WHAT THIS TASK INVOLVES: Copy every line from the records that holds the word "batches".

Stored dataset items:
-- Opening Marker --

use super::condition::normalize_or_all;
use crate::connection::Connection;
use crate::core::Result;
use crate::protocol::{ReadRequest, ReadResult};
use crate::storage::FindSpec;
use futures::TryStreamExt;
use log::{debug, warn};

/// Read a collection: count, or rows shaped by sort/skip/limit
///
/// Never fails at the call level; any store error comes back as
/// [`ReadResult::Failed`].
///
/// # Examples
///
/// ```
/// # use mongo_adapter::{Connection, ReadRequest, SortDirection, read_collection};
/// # tokio_test::block_on(async {
/// let conn = Connection::in_memory();
/// let request = ReadRequest::new("users")
///     .sort_by("name", SortDirection::Ascending)
///     .skip(10)
///     .limit(5);
///
/// let result = read_collection(&conn, &request).await;
/// assert_eq!(result.rows().map(<[_]>::len), Some(0));
/// # });
/// ```
pub async fn read_collection(conn: &Connection, request: &ReadRequest) -> ReadResult {
    debug!(
        "Reading collection '{}' (count_only={}, skip={:?}, limit={:?})",
        request.pure_name, request.count_documents, request.skip, request.limit
    );

    let result = if request.count_documents {
        count(conn, request).await.map(|count| ReadResult::Count { count })
    } else {
        fetch(conn, request).await.map(|rows| ReadResult::Rows { rows })
    };

    result.unwrap_or_else(|err| {
        warn!("Read of '{}' failed: {}", request.pure_name, err);
        ReadResult::failed(&err)
    })
}

async fn count(conn: &Connection, request: &ReadRequest) -> Result<u64> {
    let filter = normalize_or_all(request.condition.as_ref());
    conn.store()
        .count(&request.pure_name, filter)
        .await
        .map_err(|e| e.into_query())
}

async fn fetch(conn: &Connection, request: &ReadRequest) -> Result<Vec<mongodb::bson::Document>> {
    let filter = normalize_or_all(request.condition.as_ref());
    let cursor = conn
        .store()
        .find(&request.pure_name, filter, find_spec(request))
        .await
        .map_err(|e| e.into_query())?;

    cursor.try_collect::<Vec<_>>().await.map_err(|e| e.into_query())
}

/// Translate paging options into store-side cursor options
///
/// A zero `skip` is dropped so the store sees no skip stage at all.
pub(crate) fn find_spec(request: &ReadRequest) -> FindSpec {
    FindSpec {
        sort: request.sort_document(),
        skip: request.skip.filter(|skip| *skip > 0),
        limit: request.limit.filter(|limit| *limit > 0),
    }
}
// ============================================================================
// mongo_adapter Library
// ============================================================================
//
// MongoDB engine adapter: connections, paged collection reads, bounded row
// streams in both directions, and changeset application with per-category
// identifier reporting. Everything below the executors goes through the
// `DocumentStore` seam, so the same code runs against a live server or the
// in-memory store.
//
// ============================================================================

pub mod core;
pub mod connection;
pub mod storage;
pub mod protocol;
pub mod executor;
pub mod stream;
pub mod driver;

// Re-export main types for convenience
pub use crate::core::{Condition, DriverError, Result, StoreError};
pub use connection::{Connection, config::ConnectionConfig};
pub use driver::{EngineDriver, MongoDriver};
pub use executor::{apply_changeset, normalize, read_collection};
pub use protocol::{
    ChangeResult, ChangeSet, ChangeSummary, DeleteOp, InsertOp, QueryResult, ReadRequest,
    ReadResult, ServerInfo, SortDirection, UpdateOp, WriteTableOptions,
};
pub use storage::{DatabaseInfo, DocumentStore, MemoryStore, MongoStore};
pub use stream::{Record, ReadStream, StreamConfig, WriteSink, WriteSummary};

// Re-export the BSON types used throughout the public API
pub use mongodb::bson;

#[cfg(test)]
mod tests {
    use super::*;
    use crate::bson::doc;

    #[tokio::test]
    async fn test_driver_round_trip_in_memory() {
        let driver = MongoDriver::new();
        let conn = Connection::in_memory();

        let change_set = ChangeSet::new()
            .insert(InsertOp::new("users").document(doc! { "name": "Alice", "age": 30 }))
            .insert(InsertOp::new("users").document(doc! { "name": "Bob", "age": 25 }));
        let applied = driver.update_collection(&conn, &change_set).await;
        assert_eq!(applied.summary().unwrap().inserted.len(), 2);

        let request = ReadRequest::new("users")
            .condition(doc! { "age": { "$gt": 26 } })
            .sort_by("name", SortDirection::Ascending);
        let result = driver.read_collection(&conn, &request).await;
        let rows = result.rows().unwrap();
        assert_eq!(rows.len(), 1);
        assert_eq!(rows[0].get_str("name").unwrap(), "Alice");

        driver.close(conn).await.unwrap();
    }
}
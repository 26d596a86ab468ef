use crate::core::DriverError;
use mongodb::bson::{Bson, Document};
use serde::Serialize;

/// Outcome of a collection read
///
/// Exactly one shape is ever produced; serializes to `{count}`, `{rows}` or
/// `{errorMessage}`.
#[derive(Debug, Clone, PartialEq, Serialize)]
#[serde(untagged)]
pub enum ReadResult {
    Count {
        count: u64,
    },
    Rows {
        rows: Vec<Document>,
    },
    Failed {
        #[serde(rename = "errorMessage")]
        error_message: String,
    },
}

impl ReadResult {
    pub fn failed(err: &DriverError) -> Self {
        Self::Failed {
            error_message: err.message().to_string(),
        }
    }

    pub fn count(&self) -> Option<u64> {
        match self {
            Self::Count { count } => Some(*count),
            _ => None,
        }
    }

    pub fn rows(&self) -> Option<&[Document]> {
        match self {
            Self::Rows { rows } => Some(rows),
            _ => None,
        }
    }

    pub fn error_message(&self) -> Option<&str> {
        match self {
            Self::Failed { error_message } => Some(error_message),
            _ => None,
        }
    }

    pub fn is_error(&self) -> bool {
        matches!(self, Self::Failed { .. })
    }
}

/// Identifiers touched by a successfully applied changeset, per category
#[derive(Debug, Clone, Default, PartialEq, Serialize)]
pub struct ChangeSummary {
    /// `_id` of each inserted document, store-assigned or caller-assigned
    pub inserted: Vec<Bson>,
    /// `_id` named by each matched partial update's condition (`null` when the
    /// condition selects by other fields); not confirmed by the store
    pub updated: Vec<Bson>,
    /// `_id` named by each delete condition that removed a document
    pub deleted: Vec<Bson>,
    /// `_id` of each replaced document, as read from the store
    pub replaced: Vec<Bson>,
}

impl ChangeSummary {
    pub fn total(&self) -> usize {
        self.inserted.len() + self.updated.len() + self.deleted.len() + self.replaced.len()
    }
}

/// Outcome of applying a changeset
///
/// Either the per-category identifier lists or an error message, never both.
/// A failure does not undo items applied before it.
#[derive(Debug, Clone, PartialEq, Serialize)]
#[serde(untagged)]
pub enum ChangeResult {
    Applied(ChangeSummary),
    Failed {
        #[serde(rename = "errorMessage")]
        error_message: String,
    },
}

impl ChangeResult {
    pub fn failed(err: &DriverError) -> Self {
        Self::Failed {
            error_message: err.message().to_string(),
        }
    }

    pub fn summary(&self) -> Option<&ChangeSummary> {
        match self {
            Self::Applied(summary) => Some(summary),
            Self::Failed { .. } => None,
        }
    }

    pub fn error_message(&self) -> Option<&str> {
        match self {
            Self::Failed { error_message } => Some(error_message),
            Self::Applied(_) => None,
        }
    }

    pub fn is_error(&self) -> bool {
        matches!(self, Self::Failed { .. })
    }
}

/// Result of a free-text query
#[derive(Debug, Clone, Default, PartialEq, Serialize)]
pub struct QueryResult {
    pub columns: Vec<String>,
    pub rows: Vec<Document>,
}

impl QueryResult {
    pub fn empty() -> Self {
        Self::default()
    }

    pub fn row_count(&self) -> usize {
        self.rows.len()
    }

    pub fn is_empty(&self) -> bool {
        self.rows.is_empty()
    }
}

/// Server version details
#[derive(Debug, Clone, PartialEq, Serialize)]
#[serde(rename_all = "camelCase")]
pub struct ServerInfo {
    pub version: String,
    pub version_text: String,
    /// Raw `buildInfo` reply
    pub build_info: Document,
}

impl ServerInfo {
    pub fn from_build_info(build_info: Document) -> Self {
        let version = build_info.get_str("version").unwrap_or("unknown").to_string();
        Self {
            version_text: format!("MongoDB {}", version),
            version,
            build_info,
        }
    }
}
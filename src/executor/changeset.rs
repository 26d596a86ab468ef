// ============================================================================
// src/executor/changeset.rs - Changeset application
// ============================================================================
//
// Applies inserts, then updates, then deletes, each list in order. Items are
// independent store calls: there is no transaction around the batch, so the
// first failure stops processing and leaves earlier items applied.
//
// ============================================================================

use super::condition::normalize;
use crate::connection::Connection;
use crate::core::{Condition, ID_FIELD, Result, condition_identifier, merge_documents};
use crate::protocol::{ChangeResult, ChangeSet, ChangeSummary, DeleteOp, InsertOp, UpdateOp};
use crate::storage::DocumentStore;
use log::{debug, warn};
use mongodb::bson::{Bson, Document, doc};

/// Apply a changeset, reporting affected identifiers per category
///
/// Returns [`ChangeResult::Failed`] on the first failing item. Items applied
/// before the failure are not rolled back and are not listed in the result.
pub async fn apply_changeset(conn: &Connection, change_set: &ChangeSet) -> ChangeResult {
    debug!(
        "Applying changeset: {} inserts, {} updates, {} deletes",
        change_set.inserts.len(),
        change_set.updates.len(),
        change_set.deletes.len()
    );

    match apply_all(conn.store(), change_set).await {
        Ok(summary) => {
            debug!("Changeset applied, {} items reported", summary.total());
            ChangeResult::Applied(summary)
        }
        Err(err) => {
            warn!("Changeset aborted: {}", err);
            ChangeResult::failed(&err)
        }
    }
}

async fn apply_all(store: &dyn DocumentStore, change_set: &ChangeSet) -> Result<ChangeSummary> {
    let mut summary = ChangeSummary::default();

    for insert in &change_set.inserts {
        summary.inserted.push(apply_insert(store, insert).await?);
    }

    for update in &change_set.updates {
        if update.is_replace() {
            if let Some(id) = apply_replace(store, update).await? {
                summary.replaced.push(id);
            }
        } else if let Some(id) = apply_partial_update(store, update).await? {
            summary.updated.push(id);
        }
    }

    for delete in &change_set.deletes {
        if let Some(id) = apply_delete(store, delete).await? {
            summary.deleted.push(id);
        }
    }

    Ok(summary)
}

async fn apply_insert(store: &dyn DocumentStore, op: &InsertOp) -> Result<Bson> {
    let document = merge_documents(op.document.as_ref(), op.fields.as_ref());
    store
        .insert_one(&op.pure_name, document)
        .await
        .map_err(|e| e.into_changeset())
}

/// Replace path: look the target up, then overwrite it keeping its `_id`
///
/// A condition matching nothing is skipped without error.
async fn apply_replace(store: &dyn DocumentStore, op: &UpdateOp) -> Result<Option<Bson>> {
    let filter = normalize(op.condition.clone());
    let Some(target) = store
        .find_one(&op.pure_name, filter)
        .await
        .map_err(|e| e.into_changeset())?
    else {
        debug!("Replace in '{}' matched nothing, skipped", op.pure_name);
        return Ok(None);
    };

    let id = target.get(ID_FIELD).cloned().unwrap_or(Bson::Null);
    let merged = merge_documents(op.document.as_ref(), op.fields.as_ref());

    let mut replacement = Document::new();
    replacement.insert(ID_FIELD, id.clone());
    for (key, value) in merged {
        if key != ID_FIELD {
            replacement.insert(key, value);
        }
    }

    // Target the document that was read, not whatever the condition matches now
    store
        .replace_one(&op.pure_name, doc! { "_id": id.clone() }, replacement)
        .await
        .map_err(|e| e.into_changeset())?;

    Ok(Some(id))
}

/// Partial path: `$set` the fields on the first match without reading it
///
/// The reported identifier comes from the condition, see
/// [`reported_identifier`]. Updates with no fields are skipped.
async fn apply_partial_update(store: &dyn DocumentStore, op: &UpdateOp) -> Result<Option<Bson>> {
    let fields = match &op.fields {
        Some(fields) if !fields.is_empty() => fields.clone(),
        _ => {
            debug!("Update in '{}' has no fields, skipped", op.pure_name);
            return Ok(None);
        }
    };

    let filter = normalize(op.condition.clone());
    let reported = reported_identifier(&filter);
    let outcome = store
        .update_one(&op.pure_name, filter, doc! { "$set": fields })
        .await
        .map_err(|e| e.into_changeset())?;

    Ok((outcome.matched > 0).then_some(reported))
}

async fn apply_delete(store: &dyn DocumentStore, op: &DeleteOp) -> Result<Option<Bson>> {
    let filter = normalize(op.condition.clone());
    let reported = reported_identifier(&filter);
    let deleted = store
        .delete_one(&op.pure_name, filter)
        .await
        .map_err(|e| e.into_changeset())?;

    Ok((deleted > 0).then_some(reported))
}

/// Identifier reported for updates and deletes
///
/// The store does not say which document an `update_one`/`delete_one` hit, so
/// this is the `_id` the (normalized) condition names, or `null` when the
/// condition selects by other fields.
pub fn reported_identifier(condition: &Condition) -> Bson {
    condition_identifier(condition).cloned().unwrap_or(Bson::Null)
}
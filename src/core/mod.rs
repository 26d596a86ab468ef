pub mod error;
pub mod types;

pub use error::{DriverError, Result, StoreError, StoreResult};
pub use types::{Condition, ID_FIELD, condition_identifier, merge_documents};
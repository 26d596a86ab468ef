use thiserror::Error;

/// Errors surfaced by the adapter to its callers.
///
/// Each variant names the component that failed. `read_collection` and
/// `apply_changeset` never return these directly; they fold them into an
/// `errorMessage` response instead.
#[derive(Error, Debug, Clone, PartialEq, Eq)]
pub enum DriverError {
    #[error("Connection error: {0}")]
    Connection(String),

    #[error("Query error: {0}")]
    Query(String),

    #[error("Changeset error: {0}")]
    Changeset(String),

    #[error("Stream error: {0}")]
    Stream(String),

    #[error("Configuration error: {0}")]
    Config(String),

    #[error("Unsupported operation: {0}")]
    UnsupportedOperation(String),
}

impl DriverError {
    /// The underlying message without the kind prefix
    pub fn message(&self) -> &str {
        match self {
            Self::Connection(msg)
            | Self::Query(msg)
            | Self::Changeset(msg)
            | Self::Stream(msg)
            | Self::Config(msg)
            | Self::UnsupportedOperation(msg) => msg,
        }
    }
}

pub type Result<T> = std::result::Result<T, DriverError>;

/// Errors raised by a [`DocumentStore`](crate::storage::DocumentStore) backend.
#[derive(Error, Debug)]
pub enum StoreError {
    #[error("{0}")]
    Mongo(#[from] mongodb::error::Error),

    #[error("E11000 duplicate key error collection: {collection} dup key: {{ _id: {key} }}")]
    DuplicateKey { collection: String, key: String },

    #[error("unknown operator: {0}")]
    UnsupportedOperator(String),

    #[error("Invalid document: {0}")]
    InvalidDocument(String),

    #[error("{0}")]
    Other(String),
}

pub type StoreResult<T> = std::result::Result<T, StoreError>;

impl StoreError {
    pub(crate) fn into_query(self) -> DriverError {
        DriverError::Query(self.to_string())
    }

    pub(crate) fn into_changeset(self) -> DriverError {
        DriverError::Changeset(self.to_string())
    }

    pub(crate) fn into_stream(self) -> DriverError {
        DriverError::Stream(self.to_string())
    }

    pub(crate) fn into_connection(self) -> DriverError {
        DriverError::Connection(self.to_string())
    }
}
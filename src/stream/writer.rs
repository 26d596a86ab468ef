use super::{Record, StreamConfig};
use crate::connection::Connection;
use crate::core::{DriverError, Result};
use crate::protocol::WriteTableOptions;
use crate::storage::DocumentStore;
use log::{debug, error, info, warn};
use mongodb::bson::Document;
use std::sync::Arc;
use tokio::sync::mpsc;
use tokio::task::JoinHandle;

/// Totals reported when a [`WriteSink`] is closed
#[derive(Debug, Clone, Copy, Default, PartialEq, Eq)]
pub struct WriteSummary {
    pub inserted: u64,
    pub batches: u64,
}

/// Writable endpoint that bulk-inserts rows into one collection
///
/// Rows are handed to a background writer through a bounded channel, so
/// [`send`](WriteSink::send) waits whenever the writer falls behind. Structure
/// records are accepted and ignored. Call [`close`](WriteSink::close) to flush
/// the last partial batch and learn whether every row was written.
pub struct WriteSink {
    collection: String,
    sender: Option<mpsc::Sender<Record>>,
    worker: Option<JoinHandle<Result<WriteSummary>>>,
}

impl WriteSink {
    pub fn collection(&self) -> &str {
        &self.collection
    }

    pub fn is_closed(&self) -> bool {
        self.sender.is_none()
    }

    /// Queue a record for writing
    ///
    /// Fails once the sink is closed, or when the writer has already stopped
    /// on an error (that error is returned here and the sink closes).
    pub async fn send(&mut self, record: Record) -> Result<()> {
        let Some(sender) = &self.sender else {
            return Err(self.closed_error());
        };

        if sender.send(record).await.is_ok() {
            return Ok(());
        }

        // Receiver is gone: the writer exited early
        self.sender = None;
        match self.join_worker().await {
            Err(err) => Err(err),
            Ok(_) => Err(DriverError::Stream(format!(
                "writer for '{}' stopped unexpectedly",
                self.collection
            ))),
        }
    }

    pub async fn send_row(&mut self, row: Document) -> Result<()> {
        self.send(Record::Row(row)).await
    }

    /// Flush pending rows and wait for the writer to finish
    pub async fn close(&mut self) -> Result<WriteSummary> {
        if self.sender.take().is_none() {
            return Err(self.closed_error());
        }
        let summary = self.join_worker().await?;
        info!(
            "Write stream to '{}' closed: {} rows in {} batches",
            self.collection, summary.inserted, summary.batches
        );
        Ok(summary)
    }

    async fn join_worker(&mut self) -> Result<WriteSummary> {
        let Some(worker) = self.worker.take() else {
            return Err(self.closed_error());
        };
        match worker.await {
            Ok(result) => result,
            Err(err) => Err(DriverError::Stream(format!(
                "writer for '{}' aborted: {}",
                self.collection, err
            ))),
        }
    }

    fn closed_error(&self) -> DriverError {
        DriverError::Stream(format!("write stream to '{}' is closed", self.collection))
    }
}

impl Drop for WriteSink {
    fn drop(&mut self) {
        if self.sender.is_some() {
            warn!(
                "Write stream to '{}' dropped without close, queued rows are flushed unobserved",
                self.collection
            );
        }
    }
}

/// Open a write stream into `collection`
///
/// `drop_if_exists` (or else `truncate`) is applied before this returns, so a
/// failure there surfaces immediately. Must be called from within a Tokio
/// runtime.
pub async fn open_write_stream(
    conn: &Connection,
    collection: &str,
    options: WriteTableOptions,
    config: &StreamConfig,
) -> Result<WriteSink> {
    let store = conn.shared_store();

    if options.drop_if_exists {
        debug!("Dropping '{}' before write", collection);
        store
            .drop_collection(collection)
            .await
            .map_err(|e| e.into_stream())?;
    } else if options.truncate {
        let removed = store
            .delete_many(collection, Document::new())
            .await
            .map_err(|e| e.into_stream())?;
        debug!("Truncated '{}' before write, {} documents removed", collection, removed);
    }

    let (sender, receiver) = mpsc::channel(config.write_buffer.max(1));
    let worker = tokio::spawn(write_rows(
        store,
        collection.to_string(),
        config.write_batch_size.max(1),
        receiver,
    ));

    Ok(WriteSink {
        collection: collection.to_string(),
        sender: Some(sender),
        worker: Some(worker),
    })
}

async fn write_rows(
    store: Arc<dyn DocumentStore>,
    collection: String,
    batch_size: usize,
    mut receiver: mpsc::Receiver<Record>,
) -> Result<WriteSummary> {
    let mut summary = WriteSummary::default();
    let mut batch = Vec::with_capacity(batch_size);

    while let Some(record) = receiver.recv().await {
        match record {
            Record::Structure(structure) => {
                debug!("Write stream to '{}' got structure with {} keys", collection, structure.len());
            }
            Record::Row(row) => {
                batch.push(row);
                if batch.len() >= batch_size {
                    flush(store.as_ref(), &collection, &mut batch, &mut summary).await?;
                }
            }
        }
    }

    flush(store.as_ref(), &collection, &mut batch, &mut summary).await?;
    Ok(summary)
}

async fn flush(
    store: &dyn DocumentStore,
    collection: &str,
    batch: &mut Vec<Document>,
    summary: &mut WriteSummary,
) -> Result<()> {
    if batch.is_empty() {
        return Ok(());
    }

    let rows = std::mem::take(batch);
    let count = rows.len();
    let written = store.insert_many(collection, rows).await.map_err(|e| {
        error!("Bulk insert of {} rows into '{}' failed: {}", count, collection, e);
        e.into_stream()
    })?;

    summary.inserted += written;
    summary.batches += 1;
    Ok(())
}
use super::{Record, StreamConfig};
use crate::connection::Connection;
use crate::core::{DriverError, Result};
use crate::executor::normalize_or_all;
use crate::executor::query::find_spec;
use crate::protocol::ReadRequest;
use crate::storage::DocumentStore;
use futures::{Stream, StreamExt};
use log::{debug, error};
use mongodb::bson::Document;
use std::pin::Pin;
use std::sync::Arc;
use std::task::{Context, Poll, ready};
use tokio::sync::mpsc;

/// Frames on the wire between producer task and [`ReadStream`]
enum Frame {
    Record(Record),
    End,
}

/// Lazy, bounded sequence of records from one read
///
/// Yields an optional leading [`Record::Structure`], then one [`Record::Row`]
/// per document. Ends after the last row, or after a single `Err` if the store
/// fails mid-stream. Not restartable; dropping it stops the producer.
pub struct ReadStream {
    receiver: mpsc::Receiver<Result<Frame>>,
    done: bool,
}

impl ReadStream {
    /// Collect the remaining rows, skipping structure records
    pub async fn collect_rows(mut self) -> Result<Vec<Document>> {
        let mut rows = Vec::new();
        while let Some(record) = self.next().await {
            if let Record::Row(row) = record? {
                rows.push(row);
            }
        }
        Ok(rows)
    }
}

impl Stream for ReadStream {
    type Item = Result<Record>;

    fn poll_next(self: Pin<&mut Self>, cx: &mut Context<'_>) -> Poll<Option<Self::Item>> {
        let this = self.get_mut();
        if this.done {
            return Poll::Ready(None);
        }

        let item = match ready!(this.receiver.poll_recv(cx)) {
            Some(Ok(Frame::Record(record))) => return Poll::Ready(Some(Ok(record))),
            Some(Ok(Frame::End)) => None,
            Some(Err(err)) => Some(Err(err)),
            None => Some(Err(DriverError::Stream(
                "producer stopped before end of stream".to_string(),
            ))),
        };

        this.done = true;
        Poll::Ready(item)
    }
}

/// Start streaming the documents selected by `request`
///
/// The producer runs on its own Tokio task (so this must be called from within
/// a runtime) and blocks once `config.read_buffer` records are waiting.
/// `count_documents` is ignored; a stream always carries rows.
pub fn open_read_stream(
    conn: &Connection,
    request: ReadRequest,
    structure: Option<Document>,
    config: &StreamConfig,
) -> ReadStream {
    let (sender, receiver) = mpsc::channel(config.read_buffer.max(1));
    debug!(
        "Opening read stream on '{}' (connection {}, buffer {})",
        request.pure_name,
        conn.id(),
        config.read_buffer
    );

    tokio::spawn(produce(conn.shared_store(), request, structure, sender));

    ReadStream {
        receiver,
        done: false,
    }
}

async fn produce(
    store: Arc<dyn DocumentStore>,
    request: ReadRequest,
    structure: Option<Document>,
    sender: mpsc::Sender<Result<Frame>>,
) {
    if let Some(structure) = structure {
        if sender.send(Ok(Frame::Record(Record::Structure(structure)))).await.is_err() {
            return;
        }
    }

    let filter = normalize_or_all(request.condition.as_ref());
    let mut cursor = match store.find(&request.pure_name, filter, find_spec(&request)).await {
        Ok(cursor) => cursor,
        Err(err) => {
            error!("Read stream on '{}' failed to open: {}", request.pure_name, err);
            let _ = sender.send(Err(err.into_stream())).await;
            return;
        }
    };

    let mut delivered = 0u64;
    while let Some(item) = cursor.next().await {
        match item {
            Ok(row) => {
                // Suspends here while the window is full
                if sender.send(Ok(Frame::Record(Record::Row(row)))).await.is_err() {
                    debug!(
                        "Read stream on '{}' dropped by consumer after {} rows",
                        request.pure_name, delivered
                    );
                    return;
                }
                delivered += 1;
            }
            Err(err) => {
                error!(
                    "Read stream on '{}' failed after {} rows: {}",
                    request.pure_name, delivered, err
                );
                let _ = sender.send(Err(err.into_stream())).await;
                return;
            }
        }
    }

    debug!("Read stream on '{}' finished, {} rows", request.pure_name, delivered);
    let _ = sender.send(Ok(Frame::End)).await;
}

-- Closing Marker --

RESPONSE TO THE EXERCISE:
    pub batches: u64,
            "Write stream to '{}' closed: {} rows in {} batches",
            self.collection, summary.inserted, summary.batches
    summary.batches += 1;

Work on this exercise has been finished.